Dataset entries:

★ ★ ★ ★ ★ ★ ★

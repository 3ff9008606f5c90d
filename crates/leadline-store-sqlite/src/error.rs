//! Error type for `leadline-store-sqlite`.

use thiserror::Error;

#[derive(Debug, Error)]
pub enum Error {
  #[error("database error: {0}")]
  Database(#[from] tokio_rusqlite::Error),

  #[error("uuid parse error: {0}")]
  Uuid(#[from] uuid::Error),

  #[error("date/time parse error: {0}")]
  DateParse(String),

  /// A `status` column value outside the enumeration.
  #[error("corrupt status column: {0}")]
  Status(#[source] leadline_core::Error),
}

pub type Result<T, E = Error> = std::result::Result<T, E>;
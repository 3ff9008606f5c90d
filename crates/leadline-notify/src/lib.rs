//! Best-effort notifications for newly created leads.
//!
//! Two delivery paths exist. The client-side [`Dispatcher`] fires a webhook
//! and an admin email once a lead is saved. The server-side
//! [`NotificationFunction`] is invoked by the backend's creation trigger and
//! re-sends an operator email. Neither path can fail the lead creation it
//! reports on.

pub mod dispatcher;
pub mod error;
pub mod mailer;
pub mod trigger;
pub mod webhook;

pub use dispatcher::{Dispatcher, LeadNotification};
pub use error::{Error, Result};
pub use mailer::{
  HttpMailer, LogMailer, MailConfig, MailTransport, Mailer, OutgoingEmail,
};
pub use trigger::{NotificationFunction, TriggerError, TriggerPayload, TriggerResponse};
pub use webhook::{Webhook, WebhookPayload};
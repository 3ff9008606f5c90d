//! The intake form controller.
//!
//! States: `Idle → Sending → {Succeeded, Failed} → Idle`. A successful
//! submission clears the fields, hands the lead to the notification
//! dispatcher, and shows success for [`SUCCESS_WINDOW`]; a failed one keeps
//! the fields for a resubmit and dispatches nothing.

use std::{sync::Arc, time::Duration};

use chrono::Utc;
use leadline_core::{
  CreateLead, LeadService, LeadStore,
  validate::{ValidationError, validate_submission},
};
use leadline_notify::{Dispatcher, LeadNotification, Mailer};
use tokio::{task::JoinHandle, time::Instant};

/// How long the success state is shown before the form resets.
pub const SUCCESS_WINDOW: Duration = Duration::from_secs(5);

#[derive(Debug, Clone, Copy, PartialEq, Eq)]
pub enum FormState {
  Idle,
  Sending,
  Succeeded,
  Failed,
}

pub struct IntakeForm<S, M> {
  pub email:   String,
  pub message: String,

  service:    LeadService<S>,
  dispatcher: Arc<Dispatcher<M>>,
  /// Label sent as the lead's `source`.
  source:     String,

  state:         FormState,
  success_until: Option<Instant>,
  last_error:    Option<String>,
  /// Dispatches still in flight.
  pending:       Vec<JoinHandle<()>>,
}

impl<S, M> IntakeForm<S, M>
where
  S: LeadStore,
  M: Mailer + 'static,
{
  pub fn new(
    service: LeadService<S>,
    dispatcher: Dispatcher<M>,
    source: impl Into<String>,
  ) -> Self {
    Self {
      email: String::new(),
      message: String::new(),
      service,
      dispatcher: Arc::new(dispatcher),
      source: source.into(),
      state: FormState::Idle,
      success_until: None,
      last_error: None,
      pending: Vec::new(),
    }
  }

  #[cfg(test)]
  pub fn service(&self) -> &LeadService<S> { &self.service }

  #[cfg(test)]
  pub fn dispatcher(&self) -> &Dispatcher<M> { &self.dispatcher }

  /// The current state. `Succeeded` reads as `Idle` once the success window
  /// has elapsed.
  pub fn state(&self) -> FormState {
    match (self.state, self.success_until) {
      (FormState::Succeeded, Some(until)) if Instant::now() >= until => FormState::Idle,
      (state, _) => state,
    }
  }

  /// The message behind the last `Failed` state. Cleared by the next attempt.
  pub fn last_error(&self) -> Option<&str> { self.last_error.as_deref() }

  /// Submit the current fields.
  ///
  /// A validation failure returns `Err` without touching the state or the
  /// network. Otherwise the resulting state is returned.
  pub async fn submit(&mut self) -> Result<FormState, ValidationError> {
    validate_submission(&self.email, &self.message)?;

    self.state = FormState::Sending;
    self.last_error = None;
    self.success_until = None;

    let submitted_at = Utc::now();
    let input = CreateLead {
      source: Some(self.source.clone()),
      ..CreateLead::new(self.email.trim(), self.message.clone(), submitted_at)
    };

    match self.service.create(input).await {
      Ok(lead) => {
        let notification = LeadNotification::new(&lead, submitted_at);
        self.pending.retain(|handle| !handle.is_finished());
        self.pending.push(self.dispatcher.spawn(notification));

        self.email.clear();
        self.message.clear();
        self.state = FormState::Succeeded;
        self.success_until = Some(Instant::now() + SUCCESS_WINDOW);
      }
      Err(e) => {
        tracing::error!(error = %e, "lead submission failed");
        self.state = FormState::Failed;
        self.last_error = Some(e.to_string());
      }
    }
    Ok(self.state)
  }

  /// Wait for every dispatched notification to finish.
  pub async fn flush_notifications(&mut self) {
    for handle in self.pending.drain(..) {
      if let Err(e) = handle.await {
        tracing::warn!(error = %e, "notification task did not complete");
      }
    }
  }
}
//! Error type for `leadline-notify`.

use thiserror::Error;

#[derive(Debug, Error)]
pub enum Error {
  /// Transport-level failure: DNS, connect, TLS, or body serialisation.
  #[error("http error: {0}")]
  Http(#[from] reqwest::Error),

  /// The email provider answered with a non-success status.
  #[error("email provider rejected the message: {status}: {body}")]
  Provider {
    status: reqwest::StatusCode,
    body:   String,
  },

  #[error("mail transport misconfigured: {0}")]
  Config(String),
}

pub type Result<T, E = Error> = std::result::Result<T, E>;
//! `action`: terminal side effects.

use async_trait::async_trait;
use serde::{Deserialize, Serialize};
use serde_json::{json, Value};
use tracing::info;

use crate::traits::{ExecutableNode, ExecutionContext};
use crate::NodeError;

#[derive(Debug, Clone, PartialEq, Serialize, Deserialize)]
#[serde(tag = "type", rename_all = "snake_case")]
pub enum ActionConfig {
    /// Pass the first input through. Persistence hooks in here later.
    Save,
    Notify {
        #[serde(default)]
        message: Option<String>,
    },
    SendEmail,
    Webhook,
}

pub struct ActionNode {
    config: ActionConfig,
}

impl ActionNode {
    pub fn new(config: ActionConfig) -> Self {
        Self { config }
    }
}

#[async_trait]
impl ExecutableNode for ActionNode {
    async fn execute(&self, inputs: &[Value], ctx: &ExecutionContext) -> Result<Value, NodeError> {
        match &self.config {
            ActionConfig::Save => Ok(inputs.first().cloned().unwrap_or(Value::Null)),
            ActionConfig::Notify { message } => {
                info!(
                    workflow_id = %ctx.workflow_id,
                    execution_id = %ctx.execution_id,
                    message = message.as_deref().unwrap_or(""),
                    inputs = inputs.len(),
                    "notify action"
                );
                Ok(json!({ "success": true, "message": "Notification sent" }))
            }
            ActionConfig::SendEmail => Err(NodeError::Unsupported("send_email action".into())),
            ActionConfig::Webhook => Err(NodeError::Unsupported("webhook action".into())),
        }
    }
}
//! `merge`: combine the outputs of several upstream nodes into one value.

use std::collections::HashSet;

use async_trait::async_trait;
use serde::{Deserialize, Serialize};
use serde_json::{Map, Value};
use tracing::debug;

use crate::traits::{ExecutableNode, ExecutionContext};
use crate::value::strict_key;
use crate::NodeError;

#[derive(Debug, Clone, Copy, PartialEq, Eq, Serialize, Deserialize)]
#[serde(rename_all = "snake_case")]
pub enum MergeStrategy {
    /// Flatten all inputs one level into a single array.
    Concat,
    /// Like `Concat`, keeping only the first item seen for each `key` value.
    Deduplicate,
    /// Shallow-merge object inputs; later inputs override earlier keys.
    MergeObjects,
}

#[derive(Debug, Clone, PartialEq, Serialize, Deserialize)]
pub struct MergeConfig {
    pub strategy: MergeStrategy,
    #[serde(default)]
    pub key: Option<String>,
}

pub struct MergeNode {
    config: MergeConfig,
}

impl MergeNode {
    pub fn new(config: MergeConfig) -> Self {
        Self { config }
    }
}

#[async_trait]
impl ExecutableNode for MergeNode {
    async fn execute(&self, inputs: &[Value], _ctx: &ExecutionContext) -> Result<Value, NodeError> {
        match self.config.strategy {
            MergeStrategy::Concat => Ok(Value::Array(flatten(inputs))),
            MergeStrategy::Deduplicate => {
                let key = self.config.key.as_deref().ok_or_else(|| {
                    NodeError::InvalidConfig("deduplicate strategy requires a key".into())
                })?;
                Ok(Value::Array(deduplicate(flatten(inputs), key)))
            }
            MergeStrategy::MergeObjects => Ok(Value::Object(merge_objects(inputs))),
        }
    }
}

fn flatten(inputs: &[Value]) -> Vec<Value> {
    let mut out = Vec::new();
    for input in inputs {
        match input {
            Value::Array(items) => out.extend(items.iter().cloned()),
            other => out.push(other.clone()),
        }
    }
    out
}

fn deduplicate(items: Vec<Value>, key: &str) -> Vec<Value> {
    let mut seen = HashSet::with_capacity(items.len());
    items
        .into_iter()
        .filter(|item| seen.insert(strict_key(item.get(key))))
        .collect()
}

fn merge_objects(inputs: &[Value]) -> Map<String, Value> {
    let mut merged = Map::new();
    for (index, input) in inputs.iter().enumerate() {
        match input {
            Value::Object(fields) => {
                merged.extend(fields.iter().map(|(k, v)| (k.clone(), v.clone())));
            }
            _ => debug!(index, "skipping non-object input in merge_objects"),
        }
    }
    merged
}
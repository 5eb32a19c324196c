//! Engine-level error types.

use thiserror::Error;

use nodes::NodeError;

/// Errors produced by the workflow engine.
///
/// None of these escape [`WorkflowExecutor`](crate::WorkflowExecutor): the
/// orchestrator turns each into a failed execution record.
#[derive(Debug, Error)]
pub enum EngineError {
    // ------ Graph errors ------

    /// Two or more nodes share the same ID.
    #[error("duplicate node ID: '{0}'")]
    DuplicateNodeId(String),

    /// A node lists an input that is not a node of this workflow.
    #[error("node '{node_id}' references unknown input '{input_id}'")]
    UnknownInput { node_id: String, input_id: String },

    /// Topological sort could not place every node.
    #[error("workflow graph contains a cycle involving nodes {0:?}")]
    CycleDetected(Vec<String>),

    // ------ Execution errors ------

    /// The scheduler produced an id with no matching node.
    #[error("node '{0}' not found in workflow")]
    NodeNotFound(String),

    /// An input had not produced an output by the time its dependent ran.
    #[error("output of input '{input_id}' is missing for node '{node_id}'")]
    MissingOutput { node_id: String, input_id: String },

    #[error(transparent)]
    Node(#[from] NodeError),

    /// A node failed; the rest of the run is skipped.
    #[error("Node {node_id} failed: {message}")]
    NodeFailed { node_id: String, message: String },
}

★ ★ ★ ★ ★ ★ ★

→ **Task details**
An exact copy of the lines from the one with "of this workflow." to the final line of the entries is all that the answer should hold.

→ **Finished task**
    /// A node lists an input that is not a node of this workflow.
    #[error("node '{node_id}' references unknown input '{input_id}'")]
    UnknownInput { node_id: String, input_id: String },

    /// Topological sort could not place every node.
    #[error("workflow graph contains a cycle involving nodes {0:?}")]
    CycleDetected(Vec<String>),

    // ------ Execution errors ------

    /// The scheduler produced an id with no matching node.
    #[error("node '{0}' not found in workflow")]
    NodeNotFound(String),

    /// An input had not produced an output by the time its dependent ran.
    #[error("output of input '{input_id}' is missing for node '{node_id}'")]
    MissingOutput { node_id: String, input_id: String },

    #[error(transparent)]
    Node(#[from] NodeError),

    /// A node failed; the rest of the run is skipped.
    #[error("Node {node_id} failed: {message}")]
    NodeFailed { node_id: String, message: String },
}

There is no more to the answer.